Chris Chibnall's taken a very simple approach to both his episodes this series, and that paid off with Dinosaurs on a Spaceship for a variety of reasons: it suited the pulp adventure flavour of the story; the mystery of dinosaurs being on a spaceship, and its explanation, wasn't a significant part of the plot, which was in itself robust enough to carry 45 minutes of TV; the characters' motivations, though simplistic, were sufficiently clear and plausible to support the story. It fails to pay off with The Power of Three for similar reasons: it doesn't suit a mystery-heavy, character-focused story; the mystery is the central pillar of the plot, and a crappy payoff undermines that; the Shakri's motivation is hackneyed but also sufficiently unclear by the end of the episode as to leave the whole shebang floating in the fog.

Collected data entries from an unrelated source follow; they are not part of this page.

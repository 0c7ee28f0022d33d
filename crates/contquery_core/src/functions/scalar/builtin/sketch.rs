//! Readers for the binary sketches produced by approximate aggregates.

use contquery_error::Result;

use crate::arrays::datatype::DataType;
use crate::arrays::scalar::ScalarValue;
use crate::execution::ExecutionContext;
use crate::functions::documentation::{Category, Documentation, Example};
use crate::functions::scalar::{ScalarFunction, ScalarFunctionSet, check_arg, check_arity};
use crate::statistics::bloom::BloomFilter;
use crate::statistics::cmsketch::CountMinSketch;
use crate::statistics::hyperloglog::HyperLogLog;
use crate::statistics::topk::TopK;

pub const FUNCTION_SET_HLL_CARDINALITY: ScalarFunctionSet = ScalarFunctionSet {
    name: "hll_cardinality",
    aliases: &[],
    doc: &Documentation {
        category: Category::Sketch,
        description: "Estimated number of distinct values in a HyperLogLog sketch.",
        arguments: &["sketch"],
        example: Some(Example {
            example: "hll_cardinality(hll_agg(user_id))",
            output: "1024",
        }),
    },
    function: &HllCardinality,
};

pub const FUNCTION_SET_BLOOM_CONTAINS: ScalarFunctionSet = ScalarFunctionSet {
    name: "bloom_contains",
    aliases: &[],
    doc: &Documentation {
        category: Category::Sketch,
        description: "Check if a value may be in a Bloom filter. False for a NULL filter or value.",
        arguments: &["filter", "value"],
        example: Some(Example {
            example: "bloom_contains(bloom_agg(user_id), 42)",
            output: "true",
        }),
    },
    function: &BloomContains,
};

pub const FUNCTION_SET_BLOOM_CARDINALITY: ScalarFunctionSet = ScalarFunctionSet {
    name: "bloom_cardinality",
    aliases: &[],
    doc: &Documentation {
        category: Category::Sketch,
        description: "Estimated number of distinct values added to a Bloom filter.",
        arguments: &["filter"],
        example: None,
    },
    function: &BloomCardinality,
};

pub const FUNCTION_SET_FREQ: ScalarFunctionSet = ScalarFunctionSet {
    name: "freq",
    aliases: &[],
    doc: &Documentation {
        category: Category::Sketch,
        description: "Estimated number of times a value was added to a count-min sketch.",
        arguments: &["sketch", "value"],
        example: Some(Example {
            example: "freq(freq_agg(url), '/index.html')",
            output: "17",
        }),
    },
    function: &Freq,
};

pub const FUNCTION_SET_FREQ_TOTAL: ScalarFunctionSet = ScalarFunctionSet {
    name: "freq_total",
    aliases: &[],
    doc: &Documentation {
        category: Category::Sketch,
        description: "Total number of values added to a count-min sketch.",
        arguments: &["sketch"],
        example: None,
    },
    function: &FreqTotal,
};

pub const FUNCTION_SET_TOPK_VALUES: ScalarFunctionSet = ScalarFunctionSet {
    name: "topk_values",
    aliases: &[],
    doc: &Documentation {
        category: Category::Sketch,
        description: "The most frequent values in a top-k sketch, most frequent first.",
        arguments: &["sketch"],
        example: Some(Example {
            example: "topk_values(topk_agg(url, 3))",
            output: "[/, /login, /about]",
        }),
    },
    function: &TopKValues,
};

pub const FUNCTION_SET_TOPK_FREQS: ScalarFunctionSet = ScalarFunctionSet {
    name: "topk_freqs",
    aliases: &[],
    doc: &Documentation {
        category: Category::Sketch,
        description: "Estimated counts matching topk_values.",
        arguments: &["sketch"],
        example: Some(Example {
            example: "topk_freqs(topk_agg(url, 3))",
            output: "[120, 31, 7]",
        }),
    },
    function: &TopKFreqs,
};

/// Decode the sketch argument and apply `f`, NULL sketches give NULL.
fn map_sketch<S>(
    args: &[ScalarValue],
    decode: fn(&[u8]) -> Result<S>,
    f: impl Fn(S) -> ScalarValue,
) -> Result<ScalarValue> {
    match &args[0] {
        ScalarValue::Null => Ok(ScalarValue::Null),
        v => Ok(f(decode(v.try_as_binary()?)?)),
    }
}

fn count_value(count: u64) -> ScalarValue {
    ScalarValue::Int64(count as i64)
}

#[derive(Debug, Clone, Copy, PartialEq, Eq)]
pub struct HllCardinality;

impl ScalarFunction for HllCardinality {
    fn return_type(&self, inputs: &[DataType]) -> Result<DataType> {
        check_arity("hll_cardinality", inputs, 1)?;
        check_arg("hll_cardinality", &inputs[0], DataType::Binary)?;
        Ok(DataType::Int64)
    }

    fn invoke(&self, args: &[ScalarValue], _ctx: &ExecutionContext) -> Result<ScalarValue> {
        map_sketch(args, HyperLogLog::from_bytes, |hll| count_value(hll.cardinality()))
    }
}

#[derive(Debug, Clone, Copy, PartialEq, Eq)]
pub struct BloomContains;

impl ScalarFunction for BloomContains {
    fn return_type(&self, inputs: &[DataType]) -> Result<DataType> {
        check_arity("bloom_contains", inputs, 2)?;
        check_arg("bloom_contains", &inputs[0], DataType::Binary)?;
        Ok(DataType::Boolean)
    }

    fn invoke(&self, args: &[ScalarValue], _ctx: &ExecutionContext) -> Result<ScalarValue> {
        let value = &args[1];
        if value.is_null() {
            return Ok(ScalarValue::Boolean(false));
        }
        let contains = map_sketch(args, BloomFilter::from_bytes, |bloom| {
            ScalarValue::Boolean(bloom.contains(value))
        })?;
        match contains {
            ScalarValue::Null => Ok(ScalarValue::Boolean(false)),
            v => Ok(v),
        }
    }
}

#[derive(Debug, Clone, Copy, PartialEq, Eq)]
pub struct BloomCardinality;

impl ScalarFunction for BloomCardinality {
    fn return_type(&self, inputs: &[DataType]) -> Result<DataType> {
        check_arity("bloom_cardinality", inputs, 1)?;
        check_arg("bloom_cardinality", &inputs[0], DataType::Binary)?;
        Ok(DataType::Int64)
    }

    fn invoke(&self, args: &[ScalarValue], _ctx: &ExecutionContext) -> Result<ScalarValue> {
        map_sketch(args, BloomFilter::from_bytes, |bloom| count_value(bloom.cardinality()))
    }
}

#[derive(Debug, Clone, Copy, PartialEq, Eq)]
pub struct Freq;

impl ScalarFunction for Freq {
    fn return_type(&self, inputs: &[DataType]) -> Result<DataType> {
        check_arity("freq", inputs, 2)?;
        check_arg("freq", &inputs[0], DataType::Binary)?;
        Ok(DataType::Int64)
    }

    fn invoke(&self, args: &[ScalarValue], _ctx: &ExecutionContext) -> Result<ScalarValue> {
        let value = &args[1];
        if value.is_null() {
            return Ok(ScalarValue::Null);
        }
        map_sketch(args, CountMinSketch::from_bytes, |cms| count_value(cms.estimate(value)))
    }
}

#[derive(Debug, Clone, Copy, PartialEq, Eq)]
pub struct FreqTotal;

impl ScalarFunction for FreqTotal {
    fn return_type(&self, inputs: &[DataType]) -> Result<DataType> {
        check_arity("freq_total", inputs, 1)?;
        check_arg("freq_total", &inputs[0], DataType::Binary)?;
        Ok(DataType::Int64)
    }

    fn invoke(&self, args: &[ScalarValue], _ctx: &ExecutionContext) -> Result<ScalarValue> {
        map_sketch(args, CountMinSketch::from_bytes, |cms| count_value(cms.total()))
    }
}

#[derive(Debug, Clone, Copy, PartialEq, Eq)]
pub struct TopKValues;

impl ScalarFunction for TopKValues {
    fn return_type(&self, inputs: &[DataType]) -> Result<DataType> {
        check_arity("topk_values", inputs, 1)?;
        check_arg("topk_values", &inputs[0], DataType::Binary)?;
        Ok(DataType::list(DataType::Any))
    }

    fn invoke(&self, args: &[ScalarValue], _ctx: &ExecutionContext) -> Result<ScalarValue> {
        map_sketch(args, TopK::from_bytes, |topk| {
            ScalarValue::List(topk.top().into_iter().map(|(value, _)| value).collect())
        })
    }
}

#[derive(Debug, Clone, Copy, PartialEq, Eq)]
pub struct TopKFreqs;

impl ScalarFunction for TopKFreqs {
    fn return_type(&self, inputs: &[DataType]) -> Result<DataType> {
        check_arity("topk_freqs", inputs, 1)?;
        check_arg("topk_freqs", &inputs[0], DataType::Binary)?;
        Ok(DataType::list(DataType::Int64))
    }

    fn invoke(&self, args: &[ScalarValue], _ctx: &ExecutionContext) -> Result<ScalarValue> {
        map_sketch(args, TopK::from_bytes, |topk| {
            ScalarValue::List(topk.top().into_iter().map(|(_, count)| count_value(count)).collect())
        })
    }
}

#[cfg(test)]
mod tests {
    use super::*;

    fn s(v: &str) -> ScalarValue {
        ScalarValue::from(v)
    }

    #[test]
    fn readers() {
        let ctx = ExecutionContext::new(0);

        let mut hll = HyperLogLog::new();
        let mut bloom = BloomFilter::new();
        let mut cms = CountMinSketch::new();
        let mut topk = TopK::new(2).unwrap();
        for v in ["a", "b", "a", "c", "a", "b"] {
            hll.insert(&s(v));
            bloom.insert(&s(v));
            cms.add(&s(v), 1);
            topk.increment(&s(v), 1);
        }
        let hll = ScalarValue::Binary(hll.to_bytes().unwrap());
        let bloom = ScalarValue::Binary(bloom.to_bytes().unwrap());
        let cms = ScalarValue::Binary(cms.to_bytes().unwrap());
        let topk = ScalarValue::Binary(topk.to_bytes().unwrap());

        // (function, args, expected)
        let cases: Vec<(&dyn ScalarFunction, Vec<ScalarValue>, ScalarValue)> = vec![
            (&HllCardinality, vec![hll.clone()], ScalarValue::Int64(3)),
            (&HllCardinality, vec![ScalarValue::Null], ScalarValue::Null),
            (&BloomContains, vec![bloom.clone(), s("a")], ScalarValue::Boolean(true)),
            (&BloomContains, vec![bloom.clone(), s("z")], ScalarValue::Boolean(false)),
            (&BloomContains, vec![bloom.clone(), ScalarValue::Null], ScalarValue::Boolean(false)),
            (&BloomContains, vec![ScalarValue::Null, s("a")], ScalarValue::Boolean(false)),
            (&BloomCardinality, vec![bloom], ScalarValue::Int64(3)),
            (&Freq, vec![cms.clone(), s("a")], ScalarValue::Int64(3)),
            (&Freq, vec![cms.clone(), s("z")], ScalarValue::Int64(0)),
            (&Freq, vec![cms.clone(), ScalarValue::Null], ScalarValue::Null),
            (&FreqTotal, vec![cms], ScalarValue::Int64(6)),
            (&TopKValues, vec![topk.clone()], ScalarValue::List(vec![s("a"), s("b")])),
            (
                &TopKFreqs,
                vec![topk],
                ScalarValue::List(vec![ScalarValue::Int64(3), ScalarValue::Int64(2)]),
            ),
            (&TopKFreqs, vec![ScalarValue::Null], ScalarValue::Null),
        ];
        for (function, args, expected) in cases {
            assert_eq!(expected, function.invoke(&args, &ctx).unwrap(), "{function:?} {args:?}");
        }
    }

    #[test]
    fn rejects_non_sketch_input() {
        let ctx = ExecutionContext::new(0);
        assert!(HllCardinality.return_type(&[DataType::Utf8]).is_err());
        assert!(Freq.return_type(&[DataType::Binary]).is_err());
        assert_eq!(
            DataType::list(DataType::Any),
            TopKValues.return_type(&[DataType::Binary]).unwrap()
        );
        assert!(
            HllCardinality
                .invoke(&[ScalarValue::Binary(b"not a sketch".to_vec())], &ctx)
                .is_err()
        );
    }
}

There's some other stuff drifting around in here, none of which adds up to very much. The girl with the blue-glowing face and the two cube-mouthed hospital orderlies seem to have been thrown in just to meet the weirdness quota for the week - I don't recall there being any explanation of them, and they just seem to vanish from the story once they've had their close-up. The scenes between the Doctor and Kate Lethbridge-Stewart, and their "absent friends" nod to the late Brigadier, could be considered a foreshadowing of the Ponds' departure, but her inclusion in the story also looks a bit too much like a sop to the kind of continuity-obsessed fans who would want the Brigadier's daughter to take over as UNIT's figurehead. Nice to see Mark Williams making another appearance as Rory's dad, although most of his time seems to be taken up with commenting on the fact that nothing's happening. And sure enough, it is.
So this might be a 4, might be a 5. It's tempting to give it a (Power of) 3 out of 10, but it's not that bad. It's just lacking any kind of flavour or character. And on that note, we prepare to say goodbye to Amy Pond.